>>>>

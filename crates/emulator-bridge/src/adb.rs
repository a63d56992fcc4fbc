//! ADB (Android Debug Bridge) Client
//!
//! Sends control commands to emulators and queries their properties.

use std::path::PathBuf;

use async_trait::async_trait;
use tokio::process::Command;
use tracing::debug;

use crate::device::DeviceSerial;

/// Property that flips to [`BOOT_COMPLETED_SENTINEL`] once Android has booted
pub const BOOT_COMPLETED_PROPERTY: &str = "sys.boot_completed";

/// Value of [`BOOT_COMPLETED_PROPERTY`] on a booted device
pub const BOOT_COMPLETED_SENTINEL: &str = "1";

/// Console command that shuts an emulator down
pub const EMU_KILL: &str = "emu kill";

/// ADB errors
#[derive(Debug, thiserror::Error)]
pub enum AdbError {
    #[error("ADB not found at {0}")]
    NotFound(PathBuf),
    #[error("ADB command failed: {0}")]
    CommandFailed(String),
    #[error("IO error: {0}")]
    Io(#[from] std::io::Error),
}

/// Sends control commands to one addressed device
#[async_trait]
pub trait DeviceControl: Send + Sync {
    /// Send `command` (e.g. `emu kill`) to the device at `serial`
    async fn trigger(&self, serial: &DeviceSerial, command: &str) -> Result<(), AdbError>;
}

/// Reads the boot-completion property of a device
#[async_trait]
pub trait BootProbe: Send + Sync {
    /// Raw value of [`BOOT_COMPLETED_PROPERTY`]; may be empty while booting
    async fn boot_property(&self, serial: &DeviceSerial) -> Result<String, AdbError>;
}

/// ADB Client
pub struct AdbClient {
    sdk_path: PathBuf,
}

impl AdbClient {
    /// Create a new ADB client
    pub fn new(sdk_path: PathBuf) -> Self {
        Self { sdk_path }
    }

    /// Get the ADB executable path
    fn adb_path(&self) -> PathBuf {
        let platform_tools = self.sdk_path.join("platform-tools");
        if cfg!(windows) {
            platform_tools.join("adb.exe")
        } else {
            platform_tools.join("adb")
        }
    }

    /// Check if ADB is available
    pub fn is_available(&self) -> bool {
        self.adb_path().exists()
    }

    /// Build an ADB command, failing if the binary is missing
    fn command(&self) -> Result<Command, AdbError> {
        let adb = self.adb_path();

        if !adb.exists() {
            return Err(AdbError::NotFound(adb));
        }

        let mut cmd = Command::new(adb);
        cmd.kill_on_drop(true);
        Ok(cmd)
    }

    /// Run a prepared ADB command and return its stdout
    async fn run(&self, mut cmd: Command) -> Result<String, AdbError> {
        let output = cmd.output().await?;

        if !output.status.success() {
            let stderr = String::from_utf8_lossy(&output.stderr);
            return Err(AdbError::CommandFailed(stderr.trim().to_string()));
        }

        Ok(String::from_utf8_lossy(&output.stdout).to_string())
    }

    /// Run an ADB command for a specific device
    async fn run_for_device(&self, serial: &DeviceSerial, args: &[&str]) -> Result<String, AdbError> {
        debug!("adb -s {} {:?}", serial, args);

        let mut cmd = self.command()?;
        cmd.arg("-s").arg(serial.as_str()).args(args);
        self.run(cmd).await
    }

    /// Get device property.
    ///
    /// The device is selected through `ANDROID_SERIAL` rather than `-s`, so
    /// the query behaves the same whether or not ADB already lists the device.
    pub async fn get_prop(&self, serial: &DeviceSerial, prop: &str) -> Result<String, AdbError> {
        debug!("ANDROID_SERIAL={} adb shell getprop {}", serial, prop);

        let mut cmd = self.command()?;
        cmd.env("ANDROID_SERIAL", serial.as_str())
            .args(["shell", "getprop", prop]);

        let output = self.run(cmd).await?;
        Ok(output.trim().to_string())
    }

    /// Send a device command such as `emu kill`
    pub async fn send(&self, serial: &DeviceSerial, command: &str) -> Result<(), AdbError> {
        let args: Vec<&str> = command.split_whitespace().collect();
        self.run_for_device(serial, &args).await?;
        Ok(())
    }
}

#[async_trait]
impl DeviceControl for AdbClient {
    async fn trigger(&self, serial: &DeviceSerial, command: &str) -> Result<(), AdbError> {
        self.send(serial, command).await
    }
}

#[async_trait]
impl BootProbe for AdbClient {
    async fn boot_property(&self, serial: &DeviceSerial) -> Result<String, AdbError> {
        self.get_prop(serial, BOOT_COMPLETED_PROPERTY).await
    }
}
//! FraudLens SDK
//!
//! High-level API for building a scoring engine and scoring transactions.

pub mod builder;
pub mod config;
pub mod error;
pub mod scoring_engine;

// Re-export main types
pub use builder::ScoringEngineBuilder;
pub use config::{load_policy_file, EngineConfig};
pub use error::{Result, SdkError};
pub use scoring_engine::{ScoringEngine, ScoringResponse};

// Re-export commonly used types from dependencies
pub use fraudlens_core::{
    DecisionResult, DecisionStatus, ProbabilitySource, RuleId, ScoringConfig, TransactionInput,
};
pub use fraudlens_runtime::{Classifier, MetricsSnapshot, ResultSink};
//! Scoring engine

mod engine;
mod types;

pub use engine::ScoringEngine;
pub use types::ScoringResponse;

<<<<

## Task directions
Reproduce exactly the first line of the listing and every line after it, through the one containing "let mut cmd = Command::new(adb);". Nothing else belongs in the output.

## Result of this task
filename crates/emulator-bridge/src/adb.rs
repository a63d56992fcc4fbc
//! ADB (Android Debug Bridge) Client
//!
//! Sends control commands to emulators and queries their properties.

use std::path::PathBuf;

use async_trait::async_trait;
use tokio::process::Command;
use tracing::debug;

use crate::device::DeviceSerial;

/// Property that flips to [`BOOT_COMPLETED_SENTINEL`] once Android has booted
pub const BOOT_COMPLETED_PROPERTY: &str = "sys.boot_completed";

/// Value of [`BOOT_COMPLETED_PROPERTY`] on a booted device
pub const BOOT_COMPLETED_SENTINEL: &str = "1";

/// Console command that shuts an emulator down
pub const EMU_KILL: &str = "emu kill";

/// ADB errors
#[derive(Debug, thiserror::Error)]
pub enum AdbError {
    #[error("ADB not found at {0}")]
    NotFound(PathBuf),
    #[error("ADB command failed: {0}")]
    CommandFailed(String),
    #[error("IO error: {0}")]
    Io(#[from] std::io::Error),
}

/// Sends control commands to one addressed device
#[async_trait]
pub trait DeviceControl: Send + Sync {
    /// Send `command` (e.g. `emu kill`) to the device at `serial`
    async fn trigger(&self, serial: &DeviceSerial, command: &str) -> Result<(), AdbError>;
}

/// Reads the boot-completion property of a device
#[async_trait]
pub trait BootProbe: Send + Sync {
    /// Raw value of [`BOOT_COMPLETED_PROPERTY`]; may be empty while booting
    async fn boot_property(&self, serial: &DeviceSerial) -> Result<String, AdbError>;
}

/// ADB Client
pub struct AdbClient {
    sdk_path: PathBuf,
}

impl AdbClient {
    /// Create a new ADB client
    pub fn new(sdk_path: PathBuf) -> Self {
        Self { sdk_path }
    }

    /// Get the ADB executable path
    fn adb_path(&self) -> PathBuf {
        let platform_tools = self.sdk_path.join("platform-tools");
        if cfg!(windows) {
            platform_tools.join("adb.exe")
        } else {
            platform_tools.join("adb")
        }
    }

    /// Check if ADB is available
    pub fn is_available(&self) -> bool {
        self.adb_path().exists()
    }

    /// Build an ADB command, failing if the binary is missing
    fn command(&self) -> Result<Command, AdbError> {
        let adb = self.adb_path();

        if !adb.exists() {
            return Err(AdbError::NotFound(adb));
        }

        let mut cmd = Command::new(adb);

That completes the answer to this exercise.